Records supplied —
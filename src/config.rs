//! Runtime configuration, sourced from `MUTATOR_*` environment variables.

use std::net::{AddrParseError, SocketAddr};
use std::path::PathBuf;
use std::str::FromStr;

use thiserror::Error;
use tracing::Level;

use crate::webhooks::{DEFAULT_WORKLOAD_KIND, MutationPolicy};

/// Address the TLS webhook listener binds to
pub const ENV_BIND: &str = "MUTATOR_BIND";
/// PEM certificate served by the webhook
pub const ENV_CERT: &str = "MUTATOR_CERT";
/// PEM private key for the certificate
pub const ENV_KEY: &str = "MUTATOR_KEY";
/// Log level for this crate (`trace` through `error`)
pub const ENV_LOG_LEVEL: &str = "MUTATOR_LOGLEVEL";
/// Address of the plain-HTTP health and metrics listener
pub const ENV_HEALTH_BIND: &str = "MUTATOR_HEALTH_BIND";
/// Comma-separated workload kinds the policy applies to
pub const ENV_WORKLOAD_KINDS: &str = "MUTATOR_WORKLOAD_KINDS";

pub const DEFAULT_BIND: &str = "0.0.0.0:5000";
pub const DEFAULT_CERT: &str = "server-cert.pem";
pub const DEFAULT_KEY: &str = "server-key.pem";
pub const DEFAULT_HEALTH_BIND: &str = "0.0.0.0:8080";

/// Errors raised while reading configuration
#[derive(Debug, Error)]
pub enum ConfigError {
    #[error("{var}={value} is not a valid socket address: {source}")]
    InvalidAddress {
        var: &'static str,
        value: String,
        #[source]
        source: AddrParseError,
    },

    #[error("{var}={value} is not a valid log level")]
    InvalidLogLevel { var: &'static str, value: String },

    #[error("{var} must name at least one workload kind")]
    NoWorkloadKinds { var: &'static str },
}

/// Settings for the webhook process
#[derive(Clone, Debug, PartialEq)]
pub struct WebhookConfig {
    pub bind: SocketAddr,
    pub cert_path: PathBuf,
    pub key_path: PathBuf,
    pub log_level: Level,
    pub health_bind: SocketAddr,
    pub workload_kinds: Vec<String>,
}

impl WebhookConfig {
    /// Read configuration from the process environment
    pub fn from_env() -> Result<Self, ConfigError> {
        Self::from_lookup(|key| std::env::var(key).ok())
    }

    /// Read configuration through `lookup`, falling back to defaults for
    /// unset or blank variables.
    pub fn from_lookup<F>(lookup: F) -> Result<Self, ConfigError>
    where
        F: Fn(&str) -> Option<String>,
    {
        let get = |var: &str, default: &str| {
            lookup(var)
                .map(|v| v.trim().to_string())
                .filter(|v| !v.is_empty())
                .unwrap_or_else(|| default.to_string())
        };

        let bind = parse_addr(ENV_BIND, get(ENV_BIND, DEFAULT_BIND))?;
        let health_bind = parse_addr(
            ENV_HEALTH_BIND,
            get(ENV_HEALTH_BIND, DEFAULT_HEALTH_BIND),
        )?;

        let level = get(ENV_LOG_LEVEL, "info");
        let log_level = Level::from_str(&level).map_err(|_| ConfigError::InvalidLogLevel {
            var: ENV_LOG_LEVEL,
            value: level.clone(),
        })?;

        let workload_kinds: Vec<String> = get(ENV_WORKLOAD_KINDS, DEFAULT_WORKLOAD_KIND)
            .split(',')
            .map(str::trim)
            .filter(|kind| !kind.is_empty())
            .map(str::to_string)
            .collect();
        if workload_kinds.is_empty() {
            return Err(ConfigError::NoWorkloadKinds {
                var: ENV_WORKLOAD_KINDS,
            });
        }

        Ok(Self {
            bind,
            cert_path: PathBuf::from(get(ENV_CERT, DEFAULT_CERT)),
            key_path: PathBuf::from(get(ENV_KEY, DEFAULT_KEY)),
            log_level,
            health_bind,
            workload_kinds,
        })
    }

    /// The mutation policy these settings describe
    pub fn policy(&self) -> MutationPolicy {
        MutationPolicy::new(self.workload_kinds.iter().cloned())
    }

    /// `EnvFilter` directive enabling this crate at the configured level
    pub fn log_directive(&self) -> String {
        format!(
            "nodeselector_mutator={}",
            self.log_level.as_str().to_ascii_lowercase()
        )
    }
}

fn parse_addr(var: &'static str, value: String) -> Result<SocketAddr, ConfigError> {
    value
        .parse()
        .map_err(|source| ConfigError::InvalidAddress { var, value, source })
}
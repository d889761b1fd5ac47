//! Zone placement policy.
//!
//! Pods using node-local scratch space (`emptyDir`) must run in the internal
//! zone; pods without it must not be pinned there.
//!
//! | emptyDir | zone=internal | mutation            |
//! |----------|---------------|---------------------|
//! | yes      | no            | add selector        |
//! | no       | yes           | remove `zone` key   |
//! | yes      | yes           | none                |
//! | no       | no            | none                |

use super::pod_spec::PodSpecView;
use super::{Mutation, NoPatchReason};

/// Node selector label that pins a pod to a zone
pub const ZONE_LABEL: &str = "zone";
/// Zone required by pods with `emptyDir` volumes
pub const INTERNAL_ZONE: &str = "internal";

/// Replaces the whole `nodeSelector`; any other selector keys are dropped.
pub const ADD_ZONE_PATCH: &str =
    r#"[{"op":"add","path":"/spec/template/spec/nodeSelector","value":{"zone":"internal"}}]"#;

/// Removes only the `zone` key, keeping any other selector keys.
pub const REMOVE_ZONE_PATCH: &str =
    r#"[{"op":"remove","path":"/spec/template/spec/nodeSelector/zone"}]"#;

/// Apply the placement table to a resolved pod spec
pub fn evaluate(pod_spec: &PodSpecView<'_>) -> Mutation {
    match (pod_spec.has_empty_dir(), pod_spec.has_internal_zone()) {
        (true, false) => Mutation::AddZoneSelector,
        (false, true) => Mutation::RemoveZoneSelector,
        (true, true) => Mutation::Unchanged(NoPatchReason::AlreadyPinned),
        (false, false) => Mutation::Unchanged(NoPatchReason::NotApplicable),
    }
}
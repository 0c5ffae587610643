use axum::{extract::State, http::StatusCode, response::IntoResponse, Json};
use serde::Deserialize;
use serde_json::json;
use tokio::sync::oneshot;

use super::{ask, error_response, AppState};
use crate::models::telegram::TelegramIdentity;
use crate::models::users::NewUserProfile;
use crate::services::auth::AuthRequest;
use crate::services::ServiceError;

#[derive(Deserialize)]
pub struct LoginRequest {
    pub mobile: String,
    pub pin: String,
}

#[derive(Deserialize)]
pub struct RegisterRequest {
    #[serde(flatten)]
    pub profile: NewUserProfile,
    pub otp: String,
    pub pin: String,
    pub confirm_pin: String,
}

#[derive(Deserialize)]
pub struct ChangePinRequest {
    pub current_pin: String,
    pub new_pin: String,
}

pub async fn login(
    State(state): State<AppState>,
    Json(req): Json<LoginRequest>,
) -> impl IntoResponse {
    match ask(&state.auth_channel, |response| AuthRequest::Login {
        mobile: req.mobile,
        pin: req.pin,
        response,
    })
    .await
    {
        Ok(user) => (StatusCode::OK, Json(json!(user))),
        Err(e) => error_response(e),
    }
}

pub async fn register(
    State(state): State<AppState>,
    Json(req): Json<RegisterRequest>,
) -> impl IntoResponse {
    match ask(&state.auth_channel, |response| AuthRequest::Register {
        profile: req.profile,
        otp: req.otp,
        pin: req.pin,
        confirm_pin: req.confirm_pin,
        response,
    })
    .await
    {
        Ok(user) => (StatusCode::CREATED, Json(json!(user))),
        Err(e) => error_response(e),
    }
}

/// Embedded-host auto-login. Failures along the way are swallowed by design,
/// so the only visible outcomes are a user or an empty session.
pub async fn telegram_login(
    State(state): State<AppState>,
    Json(identity): Json<TelegramIdentity>,
) -> impl IntoResponse {
    let (response_tx, response_rx) = oneshot::channel();
    let sent = state
        .auth_channel
        .send(AuthRequest::TelegramLogin {
            identity,
            response: response_tx,
        })
        .await;
    if let Err(e) = sent {
        return error_response(ServiceError::Communication(
            "http".to_string(),
            e.to_string(),
        ));
    }

    match response_rx.await {
        Ok(Some(user)) => (StatusCode::OK, Json(json!(user))),
        Ok(None) => (
            StatusCode::UNAUTHORIZED,
            Json(json!({ "description": "Auto-login unavailable" })),
        ),
        Err(e) => error_response(ServiceError::Communication(
            "http".to_string(),
            e.to_string(),
        )),
    }
}

pub async fn logout(State(state): State<AppState>) -> impl IntoResponse {
    state.session.set_user(None);
    StatusCode::NO_CONTENT
}

pub async fn session(State(state): State<AppState>) -> impl IntoResponse {
    let current = state.session.current();
    Json(json!({
        "user": current.user,
        "is_admin": current.is_admin,
    }))
}

pub async fn change_pin(
    State(state): State<AppState>,
    Json(req): Json<ChangePinRequest>,
) -> impl IntoResponse {
    let mobile = match state.session.current().user {
        Some(user) => user.mobile,
        None => {
            return (
                StatusCode::UNAUTHORIZED,
                Json(json!({ "description": "Not logged in" })),
            )
        }
    };

    match ask(&state.auth_channel, |response| AuthRequest::ChangePin {
        mobile,
        current_pin: req.current_pin,
        new_pin: req.new_pin,
        response,
    })
    .await
    {
        Ok(user) => (StatusCode::OK, Json(json!(user))),
        Err(e) => error_response(e),
    }
}
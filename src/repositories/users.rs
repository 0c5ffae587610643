use anyhow::bail;
use sled::Db;

use crate::models::users::User;

const USERS_TREE: &str = "users";

/// The `users` collection. Documents are JSON, keyed by mobile number, so one
/// mobile maps to at most one account. Reads that are not key lookups scan the
/// whole tree and filter in code.
#[derive(Clone)]
pub struct UserRepository {
    tree: sled::Tree,
}

impl UserRepository {
    pub fn new(db: &Db) -> Result<Self, anyhow::Error> {
        let tree = db.open_tree(USERS_TREE)?;
        Ok(UserRepository { tree })
    }

    pub fn insert_user(&self, user: &User) -> Result<(), anyhow::Error> {
        if self.tree.contains_key(user.mobile.as_bytes())? {
            bail!("user already exists: {}", user.mobile);
        }
        self.put_user(user)
    }

    /// Whole-document overwrite. Concurrent writers race under last-write-wins;
    /// that is the documented policy, not an oversight.
    pub fn put_user(&self, user: &User) -> Result<(), anyhow::Error> {
        let encoded = serde_json::to_vec(user)?;
        self.tree.insert(user.mobile.as_bytes(), encoded)?;
        Ok(())
    }

    pub fn get_user_by_mobile(&self, mobile: &str) -> Result<Option<User>, anyhow::Error> {
        match self.tree.get(mobile.as_bytes())? {
            Some(ivec) => Ok(Some(serde_json::from_slice(&ivec)?)),
            None => Ok(None),
        }
    }

    pub fn find_by_telegram_id(&self, telegram_id: i64) -> Result<Option<User>, anyhow::Error> {
        for kv in self.tree.iter() {
            let (_, ivec) = kv?;
            let user: User = serde_json::from_slice(&ivec)?;
            if user.telegram_id == Some(telegram_id) {
                return Ok(Some(user));
            }
        }
        Ok(None)
    }

    pub fn list_users(&self) -> Result<Vec<User>, anyhow::Error> {
        let mut users = Vec::new();
        for kv in self.tree.iter() {
            let (_, ivec) = kv?;
            users.push(serde_json::from_slice(&ivec)?);
        }
        Ok(users)
    }

    /// Absolute overwrite of the balance, not a delta.
    pub fn set_balance(&self, mobile: &str, amount: f64) -> Result<User, anyhow::Error> {
        let mut user = match self.get_user_by_mobile(mobile)? {
            Some(user) => user,
            None => bail!("user not found: {}", mobile),
        };
        user.balance = amount;
        self.put_user(&user)?;
        Ok(user)
    }

    pub fn set_blocked(&self, mobile: &str, blocked: bool) -> Result<User, anyhow::Error> {
        let mut user = match self.get_user_by_mobile(mobile)? {
            Some(user) => user,
            None => bail!("user not found: {}", mobile),
        };
        user.is_blocked = blocked;
        self.put_user(&user)?;
        Ok(user)
    }

    pub fn set_pin(&self, mobile: &str, pin: &str) -> Result<User, anyhow::Error> {
        let mut user = match self.get_user_by_mobile(mobile)? {
            Some(user) => user,
            None => bail!("user not found: {}", mobile),
        };
        user.pin = pin.to_string();
        self.put_user(&user)?;
        Ok(user)
    }

    /// Permanent removal. Transactions referencing the user are left in place.
    pub fn delete_user(&self, mobile: &str) -> Result<(), anyhow::Error> {
        if self.tree.remove(mobile.as_bytes())?.is_none() {
            bail!("user not found: {}", mobile);
        }
        Ok(())
    }
}
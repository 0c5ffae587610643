use sled::Db;

use crate::models::users::User;

const SESSION_TREE: &str = "session";
const USER_KEY: &str = "user";
const ADMIN_KEY: &str = "is_admin";

/// Persisted session state: the serialized current user under one key and the
/// admin-authenticated flag under another.
#[derive(Clone)]
pub struct SessionRepository {
    tree: sled::Tree,
}

impl SessionRepository {
    pub fn new(db: &Db) -> Result<Self, anyhow::Error> {
        let tree = db.open_tree(SESSION_TREE)?;
        Ok(SessionRepository { tree })
    }

    pub fn load_user(&self) -> Result<Option<User>, anyhow::Error> {
        match self.tree.get(USER_KEY)? {
            Some(ivec) => Ok(Some(serde_json::from_slice(&ivec)?)),
            None => Ok(None),
        }
    }

    pub fn save_user(&self, user: Option<&User>) -> Result<(), anyhow::Error> {
        match user {
            Some(user) => {
                let encoded = serde_json::to_vec(user)?;
                self.tree.insert(USER_KEY, encoded)?;
            }
            None => {
                self.tree.remove(USER_KEY)?;
            }
        }
        Ok(())
    }

    pub fn load_admin(&self) -> Result<bool, anyhow::Error> {
        Ok(self
            .tree
            .get(ADMIN_KEY)?
            .map(|ivec| ivec.as_ref() == b"true")
            .unwrap_or(false))
    }

    pub fn save_admin(&self, is_admin: bool) -> Result<(), anyhow::Error> {
        let value = if is_admin { "true" } else { "false" };
        self.tree.insert(ADMIN_KEY, value)?;
        Ok(())
    }
}
use sled::Db;

use crate::models::app_settings::{AppSettings, PaymentNumbers};

const SETTINGS_TREE: &str = "settings";
const APP_SETTINGS_KEY: &str = "app_settings";
const PAYMENT_NUMBERS_KEY: &str = "payment_numbers";

/// The `settings` collection: two singleton documents under fixed keys, read
/// whole and overwritten whole. Missing documents yield defaults.
#[derive(Clone)]
pub struct SettingsRepository {
    tree: sled::Tree,
}

impl SettingsRepository {
    pub fn new(db: &Db) -> Result<Self, anyhow::Error> {
        let tree = db.open_tree(SETTINGS_TREE)?;
        Ok(SettingsRepository { tree })
    }

    pub fn get_app_settings(&self) -> Result<AppSettings, anyhow::Error> {
        match self.tree.get(APP_SETTINGS_KEY)? {
            Some(ivec) => Ok(serde_json::from_slice(&ivec)?),
            None => Ok(AppSettings::default()),
        }
    }

    pub fn save_app_settings(&self, settings: &AppSettings) -> Result<(), anyhow::Error> {
        let encoded = serde_json::to_vec(settings)?;
        self.tree.insert(APP_SETTINGS_KEY, encoded)?;
        Ok(())
    }

    pub fn get_payment_numbers(&self) -> Result<PaymentNumbers, anyhow::Error> {
        match self.tree.get(PAYMENT_NUMBERS_KEY)? {
            Some(ivec) => Ok(serde_json::from_slice(&ivec)?),
            None => Ok(PaymentNumbers::default()),
        }
    }

    pub fn save_payment_numbers(&self, numbers: &PaymentNumbers) -> Result<(), anyhow::Error> {
        let encoded = serde_json::to_vec(numbers)?;
        self.tree.insert(PAYMENT_NUMBERS_KEY, encoded)?;
        Ok(())
    }
}

#[cfg(test)]
mod tests {
    use super::*;

    #[test]
    fn defaults_before_first_save_last_write_after() {
        let dir = tempfile::tempdir().unwrap();
        let db = sled::open(dir.path()).unwrap();
        let repo = SettingsRepository::new(&db).unwrap();

        assert_eq!(repo.get_app_settings().unwrap(), AppSettings::default());

        let mut settings = AppSettings::default();
        settings.notice = "Recharge offers today!".to_string();
        repo.save_app_settings(&settings).unwrap();

        settings.maintenance_mode = true;
        repo.save_app_settings(&settings).unwrap();

        let loaded = repo.get_app_settings().unwrap();
        assert!(loaded.maintenance_mode);
        assert_eq!(loaded.notice, "Recharge offers today!");
    }

    #[test]
    fn payment_numbers_singleton_overwrites_whole() {
        let dir = tempfile::tempdir().unwrap();
        let db = sled::open(dir.path()).unwrap();
        let repo = SettingsRepository::new(&db).unwrap();

        assert!(repo.get_payment_numbers().unwrap().numbers.is_empty());

        let mut numbers = PaymentNumbers::default();
        numbers
            .numbers
            .insert("Bkash".to_string(), "01711111111".to_string());
        numbers
            .numbers
            .insert("Nagad".to_string(), "01822222222".to_string());
        repo.save_payment_numbers(&numbers).unwrap();

        let mut replacement = PaymentNumbers::default();
        replacement
            .numbers
            .insert("Bkash".to_string(), "01733333333".to_string());
        repo.save_payment_numbers(&replacement).unwrap();

        let loaded = repo.get_payment_numbers().unwrap();
        assert_eq!(loaded.numbers.len(), 1);
        assert_eq!(loaded.numbers["Bkash"], "01733333333");
    }
}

Work instruction — For every line in the material above that holds the string "server", add one to a count; state only the final count.

Written solution — 2